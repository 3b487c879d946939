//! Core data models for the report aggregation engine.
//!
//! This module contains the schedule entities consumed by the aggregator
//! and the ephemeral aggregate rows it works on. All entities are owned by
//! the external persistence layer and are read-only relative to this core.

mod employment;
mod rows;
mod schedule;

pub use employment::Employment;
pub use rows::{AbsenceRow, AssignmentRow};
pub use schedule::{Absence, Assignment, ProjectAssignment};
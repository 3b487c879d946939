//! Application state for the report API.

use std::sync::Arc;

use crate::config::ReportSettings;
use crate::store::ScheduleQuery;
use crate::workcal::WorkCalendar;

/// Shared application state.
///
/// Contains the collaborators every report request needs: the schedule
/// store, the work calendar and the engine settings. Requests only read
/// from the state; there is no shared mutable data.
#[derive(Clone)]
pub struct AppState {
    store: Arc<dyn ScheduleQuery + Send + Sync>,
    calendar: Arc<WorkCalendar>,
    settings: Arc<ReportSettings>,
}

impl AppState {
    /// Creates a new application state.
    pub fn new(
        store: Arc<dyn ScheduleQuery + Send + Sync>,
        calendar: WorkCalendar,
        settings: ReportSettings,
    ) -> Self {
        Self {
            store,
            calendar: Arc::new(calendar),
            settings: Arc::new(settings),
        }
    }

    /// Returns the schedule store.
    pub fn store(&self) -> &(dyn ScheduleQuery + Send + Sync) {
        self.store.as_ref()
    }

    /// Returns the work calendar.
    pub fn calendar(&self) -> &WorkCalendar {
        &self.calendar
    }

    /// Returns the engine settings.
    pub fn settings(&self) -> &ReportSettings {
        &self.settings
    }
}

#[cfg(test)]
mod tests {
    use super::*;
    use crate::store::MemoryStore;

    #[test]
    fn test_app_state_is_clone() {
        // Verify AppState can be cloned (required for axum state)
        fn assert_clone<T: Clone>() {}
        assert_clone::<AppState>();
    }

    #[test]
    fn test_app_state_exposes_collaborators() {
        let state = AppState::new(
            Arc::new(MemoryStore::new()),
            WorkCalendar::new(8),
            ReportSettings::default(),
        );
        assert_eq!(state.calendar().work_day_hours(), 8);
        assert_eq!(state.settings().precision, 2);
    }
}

★ ★ ★

**What the exercise asks:**
All records above must be printed again, exactly.

**The answer:**
repository 3b487c879d946939
//! Core data models for the report aggregation engine.
//!
//! This module contains the schedule entities consumed by the aggregator
//! and the ephemeral aggregate rows it works on. All entities are owned by
//! the external persistence layer and are read-only relative to this core.

mod employment;
mod rows;
mod schedule;

pub use employment::Employment;
pub use rows::{AbsenceRow, AssignmentRow};
pub use schedule::{Absence, Assignment, ProjectAssignment};
repository 3b487c879d946939
//! Application state for the report API.

use std::sync::Arc;

use crate::config::ReportSettings;
use crate::store::ScheduleQuery;
use crate::workcal::WorkCalendar;

/// Shared application state.
///
/// Contains the collaborators every report request needs: the schedule
/// store, the work calendar and the engine settings. Requests only read
/// from the state; there is no shared mutable data.
#[derive(Clone)]
pub struct AppState {
    store: Arc<dyn ScheduleQuery + Send + Sync>,
    calendar: Arc<WorkCalendar>,
    settings: Arc<ReportSettings>,
}

impl AppState {
    /// Creates a new application state.
    pub fn new(
        store: Arc<dyn ScheduleQuery + Send + Sync>,
        calendar: WorkCalendar,
        settings: ReportSettings,
    ) -> Self {
        Self {
            store,
            calendar: Arc::new(calendar),
            settings: Arc::new(settings),
        }
    }

    /// Returns the schedule store.
    pub fn store(&self) -> &(dyn ScheduleQuery + Send + Sync) {
        self.store.as_ref()
    }

    /// Returns the work calendar.
    pub fn calendar(&self) -> &WorkCalendar {
        &self.calendar
    }

    /// Returns the engine settings.
    pub fn settings(&self) -> &ReportSettings {
        &self.settings
    }
}

#[cfg(test)]
mod tests {
    use super::*;
    use crate::store::MemoryStore;

    #[test]
    fn test_app_state_is_clone() {
        // Verify AppState can be cloned (required for axum state)
        fn assert_clone<T: Clone>() {}
        assert_clone::<AppState>();
    }

    #[test]
    fn test_app_state_exposes_collaborators() {
        let state = AppState::new(
            Arc::new(MemoryStore::new()),
            WorkCalendar::new(8),
            ReportSettings::default(),
        );
        assert_eq!(state.calendar().work_day_hours(), 8);
        assert_eq!(state.settings().precision, 2);
    }
}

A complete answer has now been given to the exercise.